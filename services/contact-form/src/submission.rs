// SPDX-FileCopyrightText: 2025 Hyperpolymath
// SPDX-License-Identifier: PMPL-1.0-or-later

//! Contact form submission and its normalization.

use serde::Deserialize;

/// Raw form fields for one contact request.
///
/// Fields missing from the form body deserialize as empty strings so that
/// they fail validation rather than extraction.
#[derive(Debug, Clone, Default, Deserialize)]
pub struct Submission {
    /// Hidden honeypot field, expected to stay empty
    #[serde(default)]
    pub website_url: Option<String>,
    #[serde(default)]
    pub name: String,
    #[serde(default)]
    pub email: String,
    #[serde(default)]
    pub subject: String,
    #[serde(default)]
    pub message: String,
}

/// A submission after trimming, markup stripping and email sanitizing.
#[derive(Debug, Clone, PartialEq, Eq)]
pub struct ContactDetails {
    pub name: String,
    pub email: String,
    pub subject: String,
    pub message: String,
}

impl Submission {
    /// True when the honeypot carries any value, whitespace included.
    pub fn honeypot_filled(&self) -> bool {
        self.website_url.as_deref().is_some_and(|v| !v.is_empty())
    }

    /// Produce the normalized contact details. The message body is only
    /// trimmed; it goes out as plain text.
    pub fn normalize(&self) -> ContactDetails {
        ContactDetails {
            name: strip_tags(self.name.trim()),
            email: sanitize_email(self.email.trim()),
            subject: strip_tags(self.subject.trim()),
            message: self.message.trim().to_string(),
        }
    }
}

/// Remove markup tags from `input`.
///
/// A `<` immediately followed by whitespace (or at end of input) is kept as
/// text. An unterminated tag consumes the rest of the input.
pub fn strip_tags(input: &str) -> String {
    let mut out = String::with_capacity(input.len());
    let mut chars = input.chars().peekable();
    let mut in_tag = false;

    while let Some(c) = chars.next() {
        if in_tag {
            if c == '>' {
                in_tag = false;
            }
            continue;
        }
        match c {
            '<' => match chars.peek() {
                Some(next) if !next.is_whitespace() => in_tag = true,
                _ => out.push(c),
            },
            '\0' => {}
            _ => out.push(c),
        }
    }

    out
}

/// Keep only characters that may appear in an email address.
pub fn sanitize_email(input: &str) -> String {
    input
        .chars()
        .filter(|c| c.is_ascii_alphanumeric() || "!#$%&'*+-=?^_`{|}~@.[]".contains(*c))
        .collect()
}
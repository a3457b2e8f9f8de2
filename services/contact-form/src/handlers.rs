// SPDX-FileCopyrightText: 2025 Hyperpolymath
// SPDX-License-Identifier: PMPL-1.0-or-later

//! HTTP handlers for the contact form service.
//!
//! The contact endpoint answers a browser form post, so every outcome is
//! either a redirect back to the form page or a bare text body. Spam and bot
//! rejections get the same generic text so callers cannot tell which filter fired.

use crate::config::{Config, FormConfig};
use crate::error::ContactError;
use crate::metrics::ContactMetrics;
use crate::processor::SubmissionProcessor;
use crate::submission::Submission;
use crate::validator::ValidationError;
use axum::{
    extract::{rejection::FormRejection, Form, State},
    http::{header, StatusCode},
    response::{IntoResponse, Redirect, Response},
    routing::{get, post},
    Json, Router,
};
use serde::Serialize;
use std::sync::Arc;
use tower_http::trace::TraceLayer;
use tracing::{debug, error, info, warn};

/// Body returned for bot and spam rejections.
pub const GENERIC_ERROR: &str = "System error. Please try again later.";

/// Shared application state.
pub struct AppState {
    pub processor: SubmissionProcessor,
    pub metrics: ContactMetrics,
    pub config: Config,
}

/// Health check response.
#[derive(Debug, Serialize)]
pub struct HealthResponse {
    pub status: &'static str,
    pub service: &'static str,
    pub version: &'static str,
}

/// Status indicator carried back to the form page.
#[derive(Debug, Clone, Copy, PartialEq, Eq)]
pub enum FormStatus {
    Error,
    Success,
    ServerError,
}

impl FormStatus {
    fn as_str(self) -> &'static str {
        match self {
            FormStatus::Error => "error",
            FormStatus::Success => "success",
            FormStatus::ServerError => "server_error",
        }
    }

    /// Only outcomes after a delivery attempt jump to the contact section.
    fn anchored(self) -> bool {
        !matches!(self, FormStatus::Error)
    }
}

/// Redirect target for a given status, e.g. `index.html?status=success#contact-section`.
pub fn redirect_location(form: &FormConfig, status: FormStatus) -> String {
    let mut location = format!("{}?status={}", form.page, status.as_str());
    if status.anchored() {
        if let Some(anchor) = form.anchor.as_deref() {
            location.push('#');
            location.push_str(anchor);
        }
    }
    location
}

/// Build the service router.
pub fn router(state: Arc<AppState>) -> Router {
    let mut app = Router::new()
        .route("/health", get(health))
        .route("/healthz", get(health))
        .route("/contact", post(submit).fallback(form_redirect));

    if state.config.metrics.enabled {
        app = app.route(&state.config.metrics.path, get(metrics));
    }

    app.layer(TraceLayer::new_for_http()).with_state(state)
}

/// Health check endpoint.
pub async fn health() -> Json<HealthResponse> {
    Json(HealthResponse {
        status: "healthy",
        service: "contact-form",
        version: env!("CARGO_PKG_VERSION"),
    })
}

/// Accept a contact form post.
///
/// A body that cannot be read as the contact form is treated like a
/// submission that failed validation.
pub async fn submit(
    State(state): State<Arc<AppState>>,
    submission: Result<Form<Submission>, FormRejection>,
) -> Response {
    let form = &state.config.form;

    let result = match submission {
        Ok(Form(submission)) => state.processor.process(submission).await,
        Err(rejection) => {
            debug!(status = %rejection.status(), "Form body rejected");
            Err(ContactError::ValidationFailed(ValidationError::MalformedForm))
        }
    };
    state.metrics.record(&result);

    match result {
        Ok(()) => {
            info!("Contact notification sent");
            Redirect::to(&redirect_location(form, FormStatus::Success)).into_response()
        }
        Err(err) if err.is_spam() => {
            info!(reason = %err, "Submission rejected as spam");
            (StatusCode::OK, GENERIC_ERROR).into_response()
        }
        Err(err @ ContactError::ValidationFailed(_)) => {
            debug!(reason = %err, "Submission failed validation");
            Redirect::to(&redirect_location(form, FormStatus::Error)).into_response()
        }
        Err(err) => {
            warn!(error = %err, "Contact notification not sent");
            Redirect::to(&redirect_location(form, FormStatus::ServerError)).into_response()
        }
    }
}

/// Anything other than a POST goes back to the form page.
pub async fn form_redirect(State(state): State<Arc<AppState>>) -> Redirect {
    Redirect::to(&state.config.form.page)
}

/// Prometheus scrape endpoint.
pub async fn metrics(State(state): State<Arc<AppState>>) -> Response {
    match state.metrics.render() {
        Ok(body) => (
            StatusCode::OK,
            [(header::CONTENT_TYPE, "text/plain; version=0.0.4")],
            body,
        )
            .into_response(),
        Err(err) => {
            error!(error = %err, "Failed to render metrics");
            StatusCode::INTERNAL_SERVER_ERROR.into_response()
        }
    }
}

============================================================

BRIEF → From the first line to the last, please write out the entries exactly.

RESULT OF THE EXERCISE →
filename services/contact-form/src/submission.rs
// SPDX-FileCopyrightText: 2025 Hyperpolymath
// SPDX-License-Identifier: PMPL-1.0-or-later

//! Contact form submission and its normalization.

use serde::Deserialize;

/// Raw form fields for one contact request.
///
/// Fields missing from the form body deserialize as empty strings so that
/// they fail validation rather than extraction.
#[derive(Debug, Clone, Default, Deserialize)]
pub struct Submission {
    /// Hidden honeypot field, expected to stay empty
    #[serde(default)]
    pub website_url: Option<String>,
    #[serde(default)]
    pub name: String,
    #[serde(default)]
    pub email: String,
    #[serde(default)]
    pub subject: String,
    #[serde(default)]
    pub message: String,
}

/// A submission after trimming, markup stripping and email sanitizing.
#[derive(Debug, Clone, PartialEq, Eq)]
pub struct ContactDetails {
    pub name: String,
    pub email: String,
    pub subject: String,
    pub message: String,
}

impl Submission {
    /// True when the honeypot carries any value, whitespace included.
    pub fn honeypot_filled(&self) -> bool {
        self.website_url.as_deref().is_some_and(|v| !v.is_empty())
    }

    /// Produce the normalized contact details. The message body is only
    /// trimmed; it goes out as plain text.
    pub fn normalize(&self) -> ContactDetails {
        ContactDetails {
            name: strip_tags(self.name.trim()),
            email: sanitize_email(self.email.trim()),
            subject: strip_tags(self.subject.trim()),
            message: self.message.trim().to_string(),
        }
    }
}

/// Remove markup tags from `input`.
///
/// A `<` immediately followed by whitespace (or at end of input) is kept as
/// text. An unterminated tag consumes the rest of the input.
pub fn strip_tags(input: &str) -> String {
    let mut out = String::with_capacity(input.len());
    let mut chars = input.chars().peekable();
    let mut in_tag = false;

    while let Some(c) = chars.next() {
        if in_tag {
            if c == '>' {
                in_tag = false;
            }
            continue;
        }
        match c {
            '<' => match chars.peek() {
                Some(next) if !next.is_whitespace() => in_tag = true,
                _ => out.push(c),
            },
            '\0' => {}
            _ => out.push(c),
        }
    }

    out
}

/// Keep only characters that may appear in an email address.
pub fn sanitize_email(input: &str) -> String {
    input
        .chars()
        .filter(|c| c.is_ascii_alphanumeric() || "!#$%&'*+-=?^_`{|}~@.[]".contains(*c))
        .collect()
}
repository a3457b2e8f9f8de2
filename services/contact-form/src/handlers.rs
// SPDX-FileCopyrightText: 2025 Hyperpolymath
// SPDX-License-Identifier: PMPL-1.0-or-later

//! HTTP handlers for the contact form service.
//!
//! The contact endpoint answers a browser form post, so every outcome is
//! either a redirect back to the form page or a bare text body. Spam and bot
//! rejections get the same generic text so callers cannot tell which filter fired.

use crate::config::{Config, FormConfig};
use crate::error::ContactError;
use crate::metrics::ContactMetrics;
use crate::processor::SubmissionProcessor;
use crate::submission::Submission;
use crate::validator::ValidationError;
use axum::{
    extract::{rejection::FormRejection, Form, State},
    http::{header, StatusCode},
    response::{IntoResponse, Redirect, Response},
    routing::{get, post},
    Json, Router,
};
use serde::Serialize;
use std::sync::Arc;
use tower_http::trace::TraceLayer;
use tracing::{debug, error, info, warn};

/// Body returned for bot and spam rejections.
pub const GENERIC_ERROR: &str = "System error. Please try again later.";

/// Shared application state.
pub struct AppState {
    pub processor: SubmissionProcessor,
    pub metrics: ContactMetrics,
    pub config: Config,
}

/// Health check response.
#[derive(Debug, Serialize)]
pub struct HealthResponse {
    pub status: &'static str,
    pub service: &'static str,
    pub version: &'static str,
}

/// Status indicator carried back to the form page.
#[derive(Debug, Clone, Copy, PartialEq, Eq)]
pub enum FormStatus {
    Error,
    Success,
    ServerError,
}

impl FormStatus {
    fn as_str(self) -> &'static str {
        match self {
            FormStatus::Error => "error",
            FormStatus::Success => "success",
            FormStatus::ServerError => "server_error",
        }
    }

    /// Only outcomes after a delivery attempt jump to the contact section.
    fn anchored(self) -> bool {
        !matches!(self, FormStatus::Error)
    }
}

/// Redirect target for a given status, e.g. `index.html?status=success#contact-section`.
pub fn redirect_location(form: &FormConfig, status: FormStatus) -> String {
    let mut location = format!("{}?status={}", form.page, status.as_str());
    if status.anchored() {
        if let Some(anchor) = form.anchor.as_deref() {
            location.push('#');
            location.push_str(anchor);
        }
    }
    location
}

/// Build the service router.
pub fn router(state: Arc<AppState>) -> Router {
    let mut app = Router::new()
        .route("/health", get(health))
        .route("/healthz", get(health))
        .route("/contact", post(submit).fallback(form_redirect));

    if state.config.metrics.enabled {
        app = app.route(&state.config.metrics.path, get(metrics));
    }

    app.layer(TraceLayer::new_for_http()).with_state(state)
}

/// Health check endpoint.
pub async fn health() -> Json<HealthResponse> {
    Json(HealthResponse {
        status: "healthy",
        service: "contact-form",
        version: env!("CARGO_PKG_VERSION"),
    })
}

/// Accept a contact form post.
///
/// A body that cannot be read as the contact form is treated like a
/// submission that failed validation.
pub async fn submit(
    State(state): State<Arc<AppState>>,
    submission: Result<Form<Submission>, FormRejection>,
) -> Response {
    let form = &state.config.form;

    let result = match submission {
        Ok(Form(submission)) => state.processor.process(submission).await,
        Err(rejection) => {
            debug!(status = %rejection.status(), "Form body rejected");
            Err(ContactError::ValidationFailed(ValidationError::MalformedForm))
        }
    };
    state.metrics.record(&result);

    match result {
        Ok(()) => {
            info!("Contact notification sent");
            Redirect::to(&redirect_location(form, FormStatus::Success)).into_response()
        }
        Err(err) if err.is_spam() => {
            info!(reason = %err, "Submission rejected as spam");
            (StatusCode::OK, GENERIC_ERROR).into_response()
        }
        Err(err @ ContactError::ValidationFailed(_)) => {
            debug!(reason = %err, "Submission failed validation");
            Redirect::to(&redirect_location(form, FormStatus::Error)).into_response()
        }
        Err(err) => {
            warn!(error = %err, "Contact notification not sent");
            Redirect::to(&redirect_location(form, FormStatus::ServerError)).into_response()
        }
    }
}

/// Anything other than a POST goes back to the form page.
pub async fn form_redirect(State(state): State<Arc<AppState>>) -> Redirect {
    Redirect::to(&state.config.form.page)
}

/// Prometheus scrape endpoint.
pub async fn metrics(State(state): State<Arc<AppState>>) -> Response {
    match state.metrics.render() {
        Ok(body) => (
            StatusCode::OK,
            [(header::CONTENT_TYPE, "text/plain; version=0.0.4")],
            body,
        )
            .into_response(),
        Err(err) => {
            error!(error = %err, "Failed to render metrics");
            StatusCode::INTERNAL_SERVER_ERROR.into_response()
        }
    }
}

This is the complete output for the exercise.